Whisky Magazine Issue 101
This article is 2 years old and some information provided may be time sensitive. Please check all details of events, tours, opening times and other information before travelling or making arrangements.
Copyright Whisky Magazine © 1999-2014. All rights reserved. To use or reproduce part or all of this article please contact us for details of how you can do so legally.
A new category is finding favour with bartenders, Naren Young looks at why
White whiskey. It just sounds a little weird, avant garde perhaps. It certainly doesn't have the cache or appeal of our favourite single malts or small batch Bourbons. The idea of a whiskey being white shouldn't really be surprising to anyone that understands that every spirit comes out of the still as clear as water. Sure, it's not yet actually ‘whisky' as we know it, but tell that to a growing number of distillers – whether they be giants like Heaven Hill or small artisans from Wisconsin – who are propagating this new spirit category. Their most curious consumer? Bartenders.
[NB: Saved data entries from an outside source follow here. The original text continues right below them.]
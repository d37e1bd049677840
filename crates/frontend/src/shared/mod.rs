pub mod components;
pub mod config;
pub mod data;
pub mod date_utils;
pub mod export;
pub mod form_fields;
pub mod icons;
pub mod list_state;
pub mod lookups;
pub mod list_utils;
pub mod modal;
pub mod page_frame;
pub mod page_standard;
pub mod storage;
pub mod aggregate;

pub use aggregate::{Message, MessageFilter, MessageType};
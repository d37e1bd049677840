use leptos::prelude::*;

/// Stroke paths of the 24x24 line icons.
fn paths(name: &str) -> &'static [&'static str] {
    match name {
        "dashboard" => &["M3 3h7v9H3z", "M14 3h7v5h-7z", "M14 12h7v9h-7z", "M3 16h7v5H3z"],
        "task" => &["M9 11l3 3L22 4", "M21 12v7a2 2 0 0 1-2 2H5a2 2 0 0 1-2-2V5a2 2 0 0 1 2-2h11"],
        "staff" | "users" => &[
            "M17 21v-2a4 4 0 0 0-4-4H7a4 4 0 0 0-4 4v2",
            "M9 3a4 4 0 1 0 0 8 4 4 0 1 0 0-8z",
            "M23 21v-2a4 4 0 0 0-3-3.87",
            "M16 3.13a4 4 0 0 1 0 7.75",
        ],
        "schedule" | "calendar" => &["M3 4h18v18H3z", "M16 2v4", "M8 2v4", "M3 10h18"],
        "locate" => &["M21 10c0 7-9 13-9 13S3 17 3 10a9 9 0 0 1 18 0z", "M12 7a3 3 0 1 0 0 6 3 3 0 1 0 0-6z"],
        "documents" => &["M14 2H6a2 2 0 0 0-2 2v16a2 2 0 0 0 2 2h12a2 2 0 0 0 2-2V8z", "M14 2v6h6", "M8 13h8", "M8 17h5"],
        "reports" => &["M18 20V10", "M12 20V4", "M6 20v-6"],
        "messages" | "bell" => &["M18 8A6 6 0 0 0 6 8c0 7-3 9-3 9h18s-3-2-3-9", "M13.73 21a2 2 0 0 1-3.46 0"],
        "settings" => &[
            "M12 9a3 3 0 1 0 0 6 3 3 0 1 0 0-6z",
            "M19.4 15a1.65 1.65 0 0 0 .33 1.82l.06.06a2 2 0 1 1-2.83 2.83l-.06-.06a1.65 1.65 0 0 0-2.73 1.17V21a2 2 0 1 1-4 0v-.09a1.65 1.65 0 0 0-2.73-1.17l-.06.06a2 2 0 1 1-2.83-2.83l.06-.06A1.65 1.65 0 0 0 3 15.4H3a2 2 0 1 1 0-4h.09a1.65 1.65 0 0 0 1.17-2.73l-.06-.06a2 2 0 1 1 2.83-2.83l.06.06A1.65 1.65 0 0 0 9.6 4.6V3a2 2 0 1 1 4 0v.09a1.65 1.65 0 0 0 2.73 1.17l.06-.06a2 2 0 1 1 2.83 2.83l-.06.06A1.65 1.65 0 0 0 20.4 9.6H21a2 2 0 1 1 0 4h-.09a1.65 1.65 0 0 0-1.51 1z",
        ],
        "plus" => &["M12 5v14", "M5 12h14"],
        "x" => &["M18 6 6 18", "M6 6l12 12"],
        "edit" => &["M12 20h9", "M16.5 3.5a2.12 2.12 0 0 1 3 3L7 19l-4 1 1-4z"],
        "delete" => &["M3 6h18", "M19 6l-1 14a2 2 0 0 1-2 2H8a2 2 0 0 1-2-2L5 6", "M10 11v6", "M14 11v6", "M9 6V4h6v2"],
        "download" => &["M21 15v4a2 2 0 0 1-2 2H5a2 2 0 0 1-2-2v-4", "M7 10l5 5 5-5", "M12 15V3"],
        "upload" => &["M21 15v4a2 2 0 0 1-2 2H5a2 2 0 0 1-2-2v-4", "M17 8l-5-5-5 5", "M12 3v12"],
        "check" => &["M20 6 9 17l-5-5"],
        "eye" => &["M1 12s4-8 11-8 11 8 11 8-4 8-11 8-11-8-11-8z", "M12 9a3 3 0 1 0 0 6 3 3 0 1 0 0-6z"],
        "chevron-left" => &["M15 18l-6-6 6-6"],
        "chevron-right" => &["M9 18l6-6-6-6"],
        "chevrons-left" => &["M11 17l-5-5 5-5", "M18 17l-5-5 5-5"],
        "chevrons-right" => &["M13 17l5-5-5-5", "M6 17l5-5-5-5"],
        "panel-left" => &["M3 3h18v18H3z", "M9 3v18"],
        "log-out" => &["M9 21H5a2 2 0 0 1-2-2V5a2 2 0 0 1 2-2h4", "M16 17l5-5-5-5", "M21 12H9"],
        "user" => &["M20 21v-2a4 4 0 0 0-4-4H8a4 4 0 0 0-4 4v2", "M12 3a4 4 0 1 0 0 8 4 4 0 1 0 0-8z"],
        "alert" => &["M10.29 3.86 1.82 18a2 2 0 0 0 1.71 3h16.94a2 2 0 0 0 1.71-3L13.71 3.86a2 2 0 0 0-3.42 0z", "M12 9v4", "M12 17h.01"],
        "template" => &["M3 3h18v6H3z", "M3 13h8v8H3z", "M15 13h6v8h-6z"],
        _ => &["M12 3a9 9 0 1 0 0 18 9 9 0 1 0 0-18z"],
    }
}

pub fn icon(name: &str) -> AnyView {
    let paths = paths(name);
    view! {
        <svg width="20" height="20" viewBox="0 0 24 24" fill="none" stroke="currentColor" stroke-width="2" stroke-linecap="round" stroke-linejoin="round" aria-hidden="true">
            {paths.iter().map(|d| view! { <path d=*d /> }).collect_view()}
        </svg>
    }
    .into_any()
}

#[cfg(test)]
mod tests {
    use super::*;

    #[test]
    fn test_unknown_icon_falls_back_to_circle() {
        assert_eq!(paths("no-such-icon").len(), 1);
        assert!(paths("dashboard").len() > 1);
    }
}
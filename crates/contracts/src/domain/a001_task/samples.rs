use super::aggregate::{Task, TaskFeatures, TaskStatus};
use crate::shared::datetime::{add_minutes, format_datetime};
use crate::shared::EntityId;
use chrono::{Duration, NaiveDate, NaiveTime};

#[cfg(test)]
/// Bare task starting at `start` (any form `parse_datetime` accepts).
pub(crate) fn task_at(id: u64, category: &str, start: &str, duration: u32, status: TaskStatus) -> Task {
    let start_time = crate::shared::datetime::parse_datetime(start).unwrap_or_default();
    Task {
        id: EntityId(id),
        name: format!("Task {}", id),
        category: category.to_string(),
        subcategory: String::new(),
        start_time,
        end_time: add_minutes(start_time, duration),
        duration,
        location: String::new(),
        status,
        assigned_staff: Vec::new(),
        features: TaskFeatures::default(),
        document: None,
        created_at: None,
        completed_at: None,
        is_overdue: false,
    }
}

struct SampleRow {
    name: &'static str,
    category: &'static str,
    subcategory: &'static str,
    day: i64,
    hour: u32,
    duration: u32,
    location: &'static str,
    status: TaskStatus,
    staff: &'static [u64],
}

const ROWS: &[SampleRow] = &[
    SampleRow { name: "Daily Cleaning Service", category: "Maintenance", subcategory: "Cleaning", day: 0, hour: 9, duration: 60, location: "Building A - Floor 1", status: TaskStatus::Completed, staff: &[1, 2] },
    SampleRow { name: "Security Patrol", category: "Security", subcategory: "Patrol", day: 0, hour: 14, duration: 60, location: "Building B - Floor 1", status: TaskStatus::InProgress, staff: &[3] },
    SampleRow { name: "Equipment Inspection", category: "Maintenance", subcategory: "Equipment Repair", day: 0, hour: 11, duration: 60, location: "Building A - Floor 2", status: TaskStatus::Completed, staff: &[4] },
    SampleRow { name: "Spill Response", category: "Adhoc", subcategory: "", day: 0, hour: 10, duration: 30, location: "Building A - Floor 1", status: TaskStatus::OpenQueued, staff: &[] },
    SampleRow { name: "Access Control Check", category: "Security", subcategory: "Access Control", day: 0, hour: 16, duration: 45, location: "Building B - Floor 1", status: TaskStatus::Assigned, staff: &[1] },
    SampleRow { name: "Deep Cleaning Lobby", category: "Cleaning", subcategory: "Deep Cleaning", day: 0, hour: 7, duration: 120, location: "Building A - Floor 1", status: TaskStatus::Overdue, staff: &[2] },
    SampleRow { name: "Window Cleaning", category: "Cleaning", subcategory: "General Cleaning", day: 0, hour: 13, duration: 90, location: "Building A - Floor 2", status: TaskStatus::Pending, staff: &[] },
    SampleRow { name: "Night Patrol", category: "Security", subcategory: "Patrol", day: 0, hour: 22, duration: 120, location: "Building B - Floor 1", status: TaskStatus::Assigned, staff: &[3] },
    SampleRow { name: "HVAC Filter Replacement", category: "Maintenance", subcategory: "Equipment Repair", day: 1, hour: 8, duration: 90, location: "Building A - Floor 2", status: TaskStatus::Assigned, staff: &[4] },
    SampleRow { name: "Restroom Restock", category: "Cleaning", subcategory: "General Cleaning", day: 1, hour: 9, duration: 30, location: "Building A - Floor 1", status: TaskStatus::OpenQueued, staff: &[] },
    SampleRow { name: "Loading Dock Patrol", category: "Security", subcategory: "Patrol", day: 1, hour: 12, duration: 60, location: "Building B - Floor 1", status: TaskStatus::Pending, staff: &[] },
    SampleRow { name: "Broken Door Report", category: "Adhoc", subcategory: "", day: 1, hour: 15, duration: 30, location: "Building B - Floor 1", status: TaskStatus::Assigned, staff: &[1] },
    SampleRow { name: "Carpet Shampoo", category: "Cleaning", subcategory: "Deep Cleaning", day: 1, hour: 18, duration: 180, location: "Building A - Floor 2", status: TaskStatus::Rejected, staff: &[2] },
    SampleRow { name: "Fire Extinguisher Check", category: "Maintenance", subcategory: "Equipment Repair", day: 1, hour: 10, duration: 60, location: "Building A - Floor 1", status: TaskStatus::Cancelled, staff: &[4] },
    SampleRow { name: "Visitor Badge Audit", category: "Security", subcategory: "Access Control", day: 1, hour: 17, duration: 45, location: "Building B - Floor 1", status: TaskStatus::Suspended, staff: &[3] },
    SampleRow { name: "Lift Lobby Mopping", category: "Cleaning", subcategory: "General Cleaning", day: 2, hour: 7, duration: 30, location: "Building A - Floor 1", status: TaskStatus::Assigned, staff: &[2] },
    SampleRow { name: "Perimeter Patrol", category: "Security", subcategory: "Patrol", day: 2, hour: 9, duration: 90, location: "Building B - Floor 1", status: TaskStatus::OpenQueued, staff: &[] },
    SampleRow { name: "Lighting Repair", category: "Maintenance", subcategory: "Equipment Repair", day: 2, hour: 11, duration: 60, location: "Building A - Floor 2", status: TaskStatus::Pending, staff: &[] },
    SampleRow { name: "Water Leak Check", category: "Adhoc", subcategory: "", day: 2, hour: 14, duration: 30, location: "Building A - Floor 2", status: TaskStatus::InProgress, staff: &[4] },
    SampleRow { name: "Waste Collection", category: "Cleaning", subcategory: "General Cleaning", day: 2, hour: 16, duration: 60, location: "Building A - Floor 1", status: TaskStatus::Assigned, staff: &[1, 2] },
    SampleRow { name: "CCTV Review", category: "Security", subcategory: "Access Control", day: 2, hour: 19, duration: 60, location: "Building B - Floor 1", status: TaskStatus::Pending, staff: &[] },
    SampleRow { name: "Pantry Cleaning", category: "Cleaning", subcategory: "General Cleaning", day: -1, hour: 9, duration: 45, location: "Building A - Floor 2", status: TaskStatus::Completed, staff: &[2] },
    SampleRow { name: "Generator Test", category: "Maintenance", subcategory: "Equipment Repair", day: -1, hour: 13, duration: 60, location: "Building B - Floor 1", status: TaskStatus::Overdue, staff: &[4] },
    SampleRow { name: "Evening Patrol", category: "Security", subcategory: "Patrol", day: -1, hour: 20, duration: 60, location: "Building B - Floor 1", status: TaskStatus::Completed, staff: &[3] },
    SampleRow { name: "Glass Door Polish", category: "Cleaning", subcategory: "Deep Cleaning", day: -2, hour: 8, duration: 60, location: "Building A - Floor 1", status: TaskStatus::Completed, staff: &[1] },
    SampleRow { name: "Key Handover", category: "Security", subcategory: "Access Control", day: -2, hour: 12, duration: 15, location: "Building B - Floor 1", status: TaskStatus::Cancelled, staff: &[] },
    SampleRow { name: "Pipe Inspection", category: "Maintenance", subcategory: "Equipment Repair", day: 3, hour: 10, duration: 120, location: "Building A - Floor 2", status: TaskStatus::OpenQueued, staff: &[] },
    SampleRow { name: "Floor Buffing", category: "Cleaning", subcategory: "Deep Cleaning", day: 3, hour: 21, duration: 120, location: "Building A - Floor 1", status: TaskStatus::Assigned, staff: &[2] },
    SampleRow { name: "Alarm Panel Test", category: "Security", subcategory: "Access Control", day: 4, hour: 9, duration: 60, location: "Building B - Floor 1", status: TaskStatus::Pending, staff: &[] },
    SampleRow { name: "Ceiling Tile Swap", category: "Adhoc", subcategory: "", day: 4, hour: 15, duration: 45, location: "Building A - Floor 2", status: TaskStatus::OpenQueued, staff: &[] },
];

/// Thirty sample tasks spread around `today`.
pub fn sample_tasks(today: NaiveDate) -> Vec<Task> {
    ROWS.iter()
        .enumerate()
        .map(|(idx, row)| {
            let hour = NaiveTime::from_hms_opt(row.hour, 0, 0).unwrap_or(NaiveTime::MIN);
            let start_time = (today + Duration::days(row.day)).and_time(hour);
            let end_time = add_minutes(start_time, row.duration);
            Task {
                id: EntityId(idx as u64 + 1),
                name: row.name.to_string(),
                category: row.category.to_string(),
                subcategory: row.subcategory.to_string(),
                start_time,
                end_time,
                duration: row.duration,
                location: row.location.to_string(),
                status: row.status,
                assigned_staff: row.staff.iter().copied().map(EntityId).collect(),
                features: TaskFeatures {
                    photo_evidence: idx % 3 == 0,
                    early_complete: idx % 4 == 0,
                },
                document: None,
                created_at: Some(format_datetime(&(start_time - Duration::hours(1)))),
                completed_at: (row.status == TaskStatus::Completed).then(|| format_datetime(&end_time)),
                is_overdue: row.status == TaskStatus::Overdue,
            }
        })
        .collect()
}

#[cfg(test)]
mod tests {
    use super::*;

    #[test]
    fn test_samples_are_relative_to_today() {
        let today = NaiveDate::from_ymd_opt(2025, 8, 9).unwrap();
        let tasks = sample_tasks(today);
        assert_eq!(tasks.len(), 30);
        assert_eq!(tasks[0].start_date_key(), "2025-08-09");
        assert!(tasks.iter().all(|t| t.end_time > t.start_time));
        assert!(tasks.iter().any(|t| t.is_adhoc()));
    }
}
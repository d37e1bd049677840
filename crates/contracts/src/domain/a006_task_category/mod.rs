pub mod aggregate;

pub use aggregate::{TaskCategory, TaskCategoryDto, TaskSubcategory};
use crate::domain::a010_document::aggregate::{Document, DocumentUpload};
use crate::domain::common::Repository;
use crate::shared::config::PortalConfig;
use crate::shared::{IdGenerator, KeyValueStore};
use crate::usecases::common::{UseCaseMetadata, UseCaseResult};

pub const SAVED_MESSAGE: &str = "Document saved";

pub struct UploadDocument;

impl UseCaseMetadata for UploadDocument {
    fn usecase_index() -> &'static str {
        "u004"
    }

    fn usecase_name() -> &'static str {
        "upload_document"
    }

    fn display_name() -> &'static str {
        "Upload document"
    }
}

impl UploadDocument {
    /// Store document metadata for `contract`; the file itself only lives
    /// behind its object URL.
    pub fn execute(
        store: &dyn KeyValueStore,
        contract: &str,
        upload: &DocumentUpload,
        config: &PortalConfig,
    ) -> UseCaseResult<Vec<Document>> {
        let repo = Repository::<Document>::new(store);
        let mut documents = repo.list()?;
        let mut ids = IdGenerator::new();
        ids.observe(documents.iter().map(|d| d.id));
        let doc = Document::from_upload(ids.next(), contract, upload, config.document_max_bytes)?;
        log::info!("{}: {} ({} bytes)", Self::full_name(), doc.filename, upload.size_bytes);
        documents.push(doc);
        repo.save_all(&documents)?;
        Ok(documents)
    }
}

#[cfg(test)]
mod tests {
    use super::*;
    use crate::shared::{EntityId, MemoryStore};

    fn upload(size: u64) -> DocumentUpload {
        DocumentUpload {
            category_id: Some(EntityId(1)),
            category_name: "Maintenance".into(),
            filename: Some("manual.pdf".into()),
            size_bytes: size,
            url: "blob:manual".into(),
            ..Default::default()
        }
    }

    #[test]
    fn test_upload_is_stored_under_contract() {
        let store = MemoryStore::new();
        let docs = UploadDocument::execute(&store, "CON004", &upload(1024), &PortalConfig::default()).unwrap();
        assert_eq!(docs.len(), 3);
        assert_eq!(docs[2].contract, "CON004");
    }

    #[test]
    fn test_oversized_file_rejected() {
        let store = MemoryStore::new();
        let err = UploadDocument::execute(&store, "CON004", &upload(11 * 1024 * 1024), &PortalConfig::default()).unwrap_err();
        assert_eq!(err.message, "File size exceeds 10 MB");
    }
}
And while it's not exactly new per se – indeed all whiskies were at one stage clear until the advent of barrel aging came along –tell that to the world's top mixologists who are always looking for new and shiny toys to play with. Enter white whiskies, which are flooding into the American market and offering a flavour profile that is not only unique but surprisingly versatile. If you're a sceptic (and trust me, there are many), one sip of the Gravesend Cocktail (see recipe below) from renowned New York bartender Richard Boccato, and even a devout aged whiskey drinker might not be converted but they will at least be satiated.
The most obvious drink that bartenders are manipulating using white whiskies is the classic Manhattan. Sacred? Not anymore, it seems. The usual combination of rye or Bourbon and sweet, red vermouth, tickled with a few drops of bitters is being eschewed for a clear vermo...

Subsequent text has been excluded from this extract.